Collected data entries
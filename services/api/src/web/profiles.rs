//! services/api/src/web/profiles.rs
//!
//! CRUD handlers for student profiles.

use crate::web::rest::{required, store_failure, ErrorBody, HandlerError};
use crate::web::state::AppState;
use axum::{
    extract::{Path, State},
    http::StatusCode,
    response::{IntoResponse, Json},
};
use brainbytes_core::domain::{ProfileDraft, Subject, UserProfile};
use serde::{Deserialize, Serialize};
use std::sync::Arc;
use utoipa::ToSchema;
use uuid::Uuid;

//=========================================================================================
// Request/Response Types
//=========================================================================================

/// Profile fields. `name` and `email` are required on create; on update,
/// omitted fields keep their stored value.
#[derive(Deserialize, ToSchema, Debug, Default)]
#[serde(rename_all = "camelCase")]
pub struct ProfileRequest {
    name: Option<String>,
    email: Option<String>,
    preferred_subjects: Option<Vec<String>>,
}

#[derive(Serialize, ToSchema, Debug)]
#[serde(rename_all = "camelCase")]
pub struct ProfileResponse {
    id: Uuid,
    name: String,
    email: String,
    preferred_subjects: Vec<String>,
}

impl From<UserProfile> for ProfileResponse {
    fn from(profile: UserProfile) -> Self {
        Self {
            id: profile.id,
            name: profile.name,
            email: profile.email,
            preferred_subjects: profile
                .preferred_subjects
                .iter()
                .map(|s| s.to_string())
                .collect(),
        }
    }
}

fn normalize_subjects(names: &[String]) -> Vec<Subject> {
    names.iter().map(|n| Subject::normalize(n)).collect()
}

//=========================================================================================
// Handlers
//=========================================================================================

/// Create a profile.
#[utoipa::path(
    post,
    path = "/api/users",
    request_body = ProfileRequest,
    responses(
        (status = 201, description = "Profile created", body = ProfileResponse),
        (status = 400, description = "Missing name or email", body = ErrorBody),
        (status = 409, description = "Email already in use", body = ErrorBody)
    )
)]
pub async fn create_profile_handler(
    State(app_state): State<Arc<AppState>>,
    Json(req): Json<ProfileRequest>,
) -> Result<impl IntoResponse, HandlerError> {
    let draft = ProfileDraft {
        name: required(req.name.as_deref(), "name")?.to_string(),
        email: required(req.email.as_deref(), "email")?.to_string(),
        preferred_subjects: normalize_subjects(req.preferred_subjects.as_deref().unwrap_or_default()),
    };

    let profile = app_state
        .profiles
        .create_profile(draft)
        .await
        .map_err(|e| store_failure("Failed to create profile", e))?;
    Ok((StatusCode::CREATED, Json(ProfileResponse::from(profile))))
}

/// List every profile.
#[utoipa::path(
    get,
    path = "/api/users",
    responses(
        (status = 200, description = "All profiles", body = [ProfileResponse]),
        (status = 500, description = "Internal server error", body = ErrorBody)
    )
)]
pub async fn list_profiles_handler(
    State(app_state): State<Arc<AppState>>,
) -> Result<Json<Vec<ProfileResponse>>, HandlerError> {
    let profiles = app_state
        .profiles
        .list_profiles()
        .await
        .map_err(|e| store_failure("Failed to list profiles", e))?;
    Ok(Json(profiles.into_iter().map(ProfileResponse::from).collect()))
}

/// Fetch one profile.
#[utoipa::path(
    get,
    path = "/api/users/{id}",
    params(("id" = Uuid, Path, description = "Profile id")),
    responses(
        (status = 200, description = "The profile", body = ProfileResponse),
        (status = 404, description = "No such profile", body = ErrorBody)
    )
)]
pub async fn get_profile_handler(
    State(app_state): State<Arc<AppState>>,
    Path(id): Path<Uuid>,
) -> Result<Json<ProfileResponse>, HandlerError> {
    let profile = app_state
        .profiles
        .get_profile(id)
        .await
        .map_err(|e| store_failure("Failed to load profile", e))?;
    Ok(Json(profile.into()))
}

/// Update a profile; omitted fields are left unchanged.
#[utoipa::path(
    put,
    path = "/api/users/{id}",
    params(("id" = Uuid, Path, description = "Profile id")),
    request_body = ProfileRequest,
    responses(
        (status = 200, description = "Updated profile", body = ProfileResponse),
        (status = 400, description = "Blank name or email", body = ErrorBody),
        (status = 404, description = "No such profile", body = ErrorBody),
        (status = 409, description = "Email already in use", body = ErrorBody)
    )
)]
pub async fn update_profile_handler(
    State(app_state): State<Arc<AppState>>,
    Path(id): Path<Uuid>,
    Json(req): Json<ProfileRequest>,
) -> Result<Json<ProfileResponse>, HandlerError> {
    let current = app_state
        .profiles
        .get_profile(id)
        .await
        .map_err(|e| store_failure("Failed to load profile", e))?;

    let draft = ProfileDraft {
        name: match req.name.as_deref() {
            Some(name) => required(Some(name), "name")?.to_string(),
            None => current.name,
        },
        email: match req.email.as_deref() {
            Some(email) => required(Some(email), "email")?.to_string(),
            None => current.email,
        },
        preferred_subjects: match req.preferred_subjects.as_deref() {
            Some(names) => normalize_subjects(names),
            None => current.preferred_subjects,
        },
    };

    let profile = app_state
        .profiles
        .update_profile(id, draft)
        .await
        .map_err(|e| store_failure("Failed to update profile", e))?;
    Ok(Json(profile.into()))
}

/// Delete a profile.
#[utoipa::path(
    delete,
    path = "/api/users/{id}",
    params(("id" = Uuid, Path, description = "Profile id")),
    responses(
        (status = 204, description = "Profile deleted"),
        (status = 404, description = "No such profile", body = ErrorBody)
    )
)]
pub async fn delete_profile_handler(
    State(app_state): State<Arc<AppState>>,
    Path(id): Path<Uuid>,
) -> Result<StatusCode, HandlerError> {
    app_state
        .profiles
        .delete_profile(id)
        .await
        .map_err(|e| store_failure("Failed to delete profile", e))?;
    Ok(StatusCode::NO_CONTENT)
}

ABOUT THIS TASK
Copy each line of the data above that holds "names".

YOUR RESPONSE
fn normalize_subjects(names: &[String]) -> Vec<Subject> {
    names.iter().map(|n| Subject::normalize(n)).collect()
            Some(names) => normalize_subjects(names),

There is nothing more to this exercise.